For our testing, we handpick a few images from either the test dataset or images that have never been introduced before (sourced online).

In [None]:
#idk why this doesnt work lol might be because loading stuff 

# def test_model(model_input):
#     #Screenshot (12) and (13) are both deepfaked images.
#     files = [
#         '/kaggle/input/testimage/Screenshot (12).png', 
#         '/kaggle/input/testimage2/Screenshot (13).png', 
#     ]
    
#     for i in range(10):
#         num = str(random.randint(1,4000))
#         if i%2:
#             file_name = '/kaggle/input/deepfake-and-real-images/Dataset/Test/Real/real_' + num + '.jpg'
#         else: 
#             file_name = '/kaggle/input/deepfake-and-real-images/Dataset/Test/Fake/fake_' + num + '.jpg'
#         files.append(file_name)
    
    
#     for path in files:
#         image = load('/kaggle/input/testimage/Screenshot (12).png')
#         logits = model_input.predict(image)
#         probabilities = np.exp(logits) / np.sum(np.exp(logits))
#         print(f'{path}: Logits = {logits}, Probabilities = {probabilities}')
        
        

In [None]:
# test_image('/kaggle/input/testimage/Screenshot (12).png')

In [None]:
# test_image('/kaggle/input/testimage2/Screenshot (13).png')

In [None]:
# test_image('/kaggle/input/deepfake-and-real-images/Dataset/Test/Real/real_412.jpg')

In [None]:
# test_image('/kaggle/input/deepfake-and-real-images/Dataset/Test/Fake/fake_1004.jpg')


### Trying InceptionV3 with `deepfake-and-real-images` dataset only

In [None]:
from tensorflow.keras.applications.inception_v3 import InceptionV3
from tensorflow.keras.preprocessing.image import ImageDataGenerator
from tensorflow.keras.applications.inception_v3 import preprocess_input

def preprocess(image, label):
    image = preprocess_input(image)
    return image, label

train_preprocessed = train.map(preprocess)
val_preprocessed = val.map(preprocess)
test_preprocessed = test.map(preprocess)




In [None]:
base_model = InceptionV3(weights='imagenet', include_top=False, input_shape=(224,224,3))
base_model.trainable = False

model_inception = tf.keras.models.Sequential([
    tf.keras.Input(shape=(224,224,3)),
    
    rescale_and_resize,
    data_augmentation,

    base_model,
    tf.keras.layers.Flatten(),
    tf.keras.layers.Dense(128, activation='relu'),
    tf.keras.layers.Dense(2, activation='softmax'), #there are 2 different classes 
])


In [None]:
model_inception.compile(optimizer=tf._optimizers.Adam(learning_rate=0.001),
              loss=tf.keras.losses.SparseCategoricalCrossentropy(),
              metrics=['sparse_categorical_accuracy']
             )

In [None]:
history_real = model_inception.fit(
    train_preprocessed,
    validation_data=val_preprocessed,
    epochs=10
)

In [None]:
test_accuracy(model_inception, test_preprocessed)

In [None]:
produce_cm(model_inception, test_processed)

We observe that the current model is overfitting.
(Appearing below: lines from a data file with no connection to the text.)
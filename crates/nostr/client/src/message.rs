//! Nostr relay message types.
//!
//! This module implements the relay protocol messages as specified in NIP-01:
//! - Client to Relay: EVENT, REQ, CLOSE
//! - Relay to Client: EVENT, OK, EOSE, CLOSED, NOTICE

use nostr::Event;
use serde::{Deserialize, Serialize};
use serde_json::{Map, Value};
use thiserror::Error;

/// Errors that can occur when parsing relay messages.
#[derive(Debug, Error)]
pub enum MessageError {
    #[error("invalid message format: {0}")]
    InvalidFormat(String),

    #[error("unknown message type: {0}")]
    UnknownType(String),

    #[error("unexpected message type: {0}")]
    UnexpectedType(String),

    #[error("JSON error: {0}")]
    Json(#[from] serde_json::Error),

    #[error("missing field: {0}")]
    MissingField(String),
}

/// Messages sent from client to relay.
#[derive(Debug, Clone)]
pub enum ClientMessage {
    /// Publish an event: ["EVENT", <event JSON>]
    Event(Event),

    /// Subscribe to events: ["REQ", <subscription_id>, <filter1>, <filter2>, ...]
    Req {
        subscription_id: String,
        filters: Vec<Filter>,
    },

    /// Close a subscription: ["CLOSE", <subscription_id>]
    Close { subscription_id: String },
}

impl ClientMessage {
    /// Serialize to JSON array for sending to relay.
    pub fn to_json(&self) -> Result<String, MessageError> {
        let value = match self {
            ClientMessage::Event(event) => {
                serde_json::json!(["EVENT", event])
            }
            ClientMessage::Req {
                subscription_id,
                filters,
            } => {
                let mut arr: Vec<Value> = vec![
                    Value::String("REQ".to_string()),
                    Value::String(subscription_id.clone()),
                ];
                for filter in filters {
                    arr.push(Value::Object(filter.encode()));
                }
                Value::Array(arr)
            }
            ClientMessage::Close { subscription_id } => {
                serde_json::json!(["CLOSE", subscription_id])
            }
        };
        Ok(serde_json::to_string(&value)?)
    }
}

/// Messages sent from relay to client.
#[derive(Debug, Clone)]
pub enum RelayMessage {
    /// Event matching a subscription: ["EVENT", <subscription_id>, <event JSON>]
    Event {
        subscription_id: String,
        event: Event,
    },

    /// Command result: ["OK", <event_id>, <true|false>, <message>]
    Ok {
        event_id: String,
        success: bool,
        message: String,
    },

    /// End of stored events: ["EOSE", <subscription_id>]
    Eose { subscription_id: String },

    /// Subscription closed by relay: ["CLOSED", <subscription_id>, <message>]
    Closed {
        subscription_id: String,
        message: String,
    },

    /// Human-readable notice: ["NOTICE", <message>]
    Notice { message: String },
}

impl RelayMessage {
    /// Parse a JSON message from the relay.
    ///
    /// Parsing is lenient about trailing elements; callers that need an exact
    /// shape (publish acknowledgements) use [`parse_ok_message`] instead.
    pub fn from_json(json: &str) -> Result<Self, MessageError> {
        let arr: Vec<Value> =
            serde_json::from_str(json).map_err(|e| MessageError::InvalidFormat(e.to_string()))?;

        if arr.is_empty() {
            return Err(MessageError::InvalidFormat("empty array".to_string()));
        }

        let msg_type = arr[0]
            .as_str()
            .ok_or_else(|| MessageError::InvalidFormat("first element not a string".to_string()))?;

        match msg_type {
            "EVENT" => {
                if arr.len() < 3 {
                    return Err(MessageError::MissingField(
                        "event or subscription_id".to_string(),
                    ));
                }
                let subscription_id = string_at(&arr, 1, "subscription_id")?;
                let event: Event = serde_json::from_value(arr[2].clone())?;
                Ok(RelayMessage::Event {
                    subscription_id,
                    event,
                })
            }
            "OK" => {
                if arr.len() < 4 {
                    return Err(MessageError::MissingField("OK fields".to_string()));
                }
                let event_id = string_at(&arr, 1, "event_id")?;
                let success = arr[2].as_bool().ok_or_else(|| {
                    MessageError::InvalidFormat("success not a boolean".to_string())
                })?;
                let message = arr[3].as_str().unwrap_or("").to_string();
                Ok(RelayMessage::Ok {
                    event_id,
                    success,
                    message,
                })
            }
            "EOSE" => {
                if arr.len() < 2 {
                    return Err(MessageError::MissingField("subscription_id".to_string()));
                }
                let subscription_id = string_at(&arr, 1, "subscription_id")?;
                Ok(RelayMessage::Eose { subscription_id })
            }
            "CLOSED" => {
                if arr.len() < 2 {
                    return Err(MessageError::MissingField("subscription_id".to_string()));
                }
                let subscription_id = string_at(&arr, 1, "subscription_id")?;
                let message = arr
                    .get(2)
                    .and_then(Value::as_str)
                    .unwrap_or("")
                    .to_string();
                Ok(RelayMessage::Closed {
                    subscription_id,
                    message,
                })
            }
            "NOTICE" => {
                if arr.len() < 2 {
                    return Err(MessageError::MissingField("message".to_string()));
                }
                let message = string_at(&arr, 1, "message")?;
                Ok(RelayMessage::Notice { message })
            }
            _ => Err(MessageError::UnknownType(msg_type.to_string())),
        }
    }
}

fn string_at(arr: &[Value], index: usize, field: &str) -> Result<String, MessageError> {
    arr[index]
        .as_str()
        .map(str::to_string)
        .ok_or_else(|| MessageError::InvalidFormat(format!("{} not a string", field)))
}

/// A relay's verdict on a published event.
#[derive(Debug, Clone, PartialEq, Eq)]
pub struct OkResult {
    /// Event id echoed by the relay (may be empty)
    pub event_id: String,
    /// Whether the relay accepted the event
    pub accepted: bool,
    /// Human-readable reason, verbatim from the relay
    pub message: String,
}

/// Strictly parse `["OK", <event_id>, <bool>, <message>]`.
///
/// Exactly four elements are required and each must have the expected JSON
/// type.
pub fn parse_ok_message(json: &str) -> Result<OkResult, MessageError> {
    let arr: Vec<Value> = serde_json::from_str(json)
        .map_err(|e| MessageError::InvalidFormat(format!("unmarshal OK payload: {}", e)))?;

    if arr.len() != 4 {
        return Err(MessageError::InvalidFormat(format!(
            "invalid OK message: expected 4 elements, got {}: {}",
            arr.len(),
            json
        )));
    }

    match arr[0].as_str() {
        Some("OK") => {}
        Some(other) => return Err(MessageError::UnexpectedType(other.to_string())),
        None => {
            return Err(MessageError::InvalidFormat(
                "first element not a string".to_string(),
            ));
        }
    }

    let event_id = string_at(&arr, 1, "event_id")?;
    let accepted = arr[2]
        .as_bool()
        .ok_or_else(|| MessageError::InvalidFormat("OK flag not a boolean".to_string()))?;
    let message = string_at(&arr, 3, "message")?;

    Ok(OkResult {
        event_id,
        accepted,
        message,
    })
}

/// Filter for subscription requests.
///
/// Empty lists, unset bounds and a zero limit are left out of the wire form
/// entirely; relays treat `"limit":0` or `"authors":[]` as real constraints.
#[derive(Debug, Clone, Default, PartialEq, Eq, Serialize, Deserialize)]
pub struct Filter {
    /// Authors (pubkeys)
    #[serde(default, skip_serializing_if = "Vec::is_empty")]
    pub authors: Vec<String>,

    /// Event kinds
    #[serde(default, skip_serializing_if = "Vec::is_empty")]
    pub kinds: Vec<u16>,

    /// Events since timestamp
    #[serde(default, skip_serializing_if = "is_unset")]
    pub since: Option<u64>,

    /// Events until timestamp
    #[serde(default, skip_serializing_if = "is_unset")]
    pub until: Option<u64>,

    /// Maximum number of events
    #[serde(default, skip_serializing_if = "is_unset")]
    pub limit: Option<u64>,
}

fn is_unset(value: &Option<u64>) -> bool {
    matches!(value, None | Some(0))
}

impl Filter {
    /// Create a new empty filter.
    pub fn new() -> Self {
        Self::default()
    }

    /// Filter by authors.
    pub fn authors(mut self, authors: Vec<String>) -> Self {
        self.authors = authors;
        self
    }

    /// Filter by kinds.
    pub fn kinds(mut self, kinds: Vec<u16>) -> Self {
        self.kinds = kinds;
        self
    }

    /// Filter by events since timestamp.
    pub fn since(mut self, timestamp: u64) -> Self {
        self.since = Some(timestamp);
        self
    }

    /// Filter by events until timestamp.
    pub fn until(mut self, timestamp: u64) -> Self {
        self.until = Some(timestamp);
        self
    }

    /// Limit number of results.
    pub fn limit(mut self, n: u64) -> Self {
        self.limit = Some(n);
        self
    }

    /// Wire form of this filter as a JSON object.
    pub fn encode(&self) -> Map<String, Value> {
        match serde_json::to_value(self) {
            Ok(Value::Object(map)) => map,
            // Strings and integers always serialize to an object.
            _ => Map::new(),
        }
    }
}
Hence we perform hyperparameter tuning.

First we decrease the learning rate of our model.


In [None]:
#HYPERPARAMETER TUNING CODE HERE

### Trying InceptionV3 with merged dataset

In [None]:
train_merged_preprocessed = train_merged.map(preprocess)
val_merged_prerocessed = val_merged.map(preprocess)
test_merged_preprocessed = test_merged.map(preprocess)

In [None]:
base_model2 = InceptionV3(weights='imagenet', include_top=False, input_shape=(224,224,3))
base_model2.trainable = False

model_inception2 = tf.keras.models.Sequential([
    tf.keras.Input(shape=(224,224,3)),
    
    rescale_and_resize,
    data_augmentation,

    base_model2,
    tf.keras.layers.Flatten(),
    tf.keras.layers.Dense(128, activation='relu'),
    tf.keras.layers.Dense(2, activation='softmax'), #there are 2 different classes 
])


In [None]:
history_inception2 = model_inception2.fit(
    train_merged_preprocessed,
    validation_data=val_merged_preprocessed,
    epochs=10,
)

In [None]:
test_accuracy(model_inception2, test_merged_preprocessed)

### Trying ResNet model

In [None]:
from tensorflow.keras.applications import ResNet50

base_model_resnet = ResNet50(weights='imagenet', include_top=False, input_shape=(224,224,3))

In [None]:
base_model_resnet.trainable = False

model_resnet = tf.keras.models.Sequential([
    tf.keras.Input(shape=(224,224,3)),
    
    rescale_and_resize,
    data_augmentation,

    base_model_resnet,
    tf.keras.layers.Flatten(),
    tf.keras.layers.Dense(128, activation='relu'),
    tf.keras.layers.Dense(1, activation='sigmoid'),
])


model_resnet.compile(optimizer=tf._optimizers.Adam(learning_rate=0.001),
              loss=tf.keras.losses.BinaryCrossentropy(),
              metrics=['accuracy']
             )

In [None]:
history_resnet = model_resnet.fit(
    train_merged,
    validation_data=val_merged,
    epochs=10,
)

In [None]:
loss_resnet, accuracy_resnet = model_resnet.evaluate(test_merged)
print("Test accuracy:", accuracy_resnet)

From the accuracy of our model, we can conclude that ResNet is significantly less accurate than InceptionV3 (pre-hyperparameter tuning), hence we will continue using InceptionV3 instead.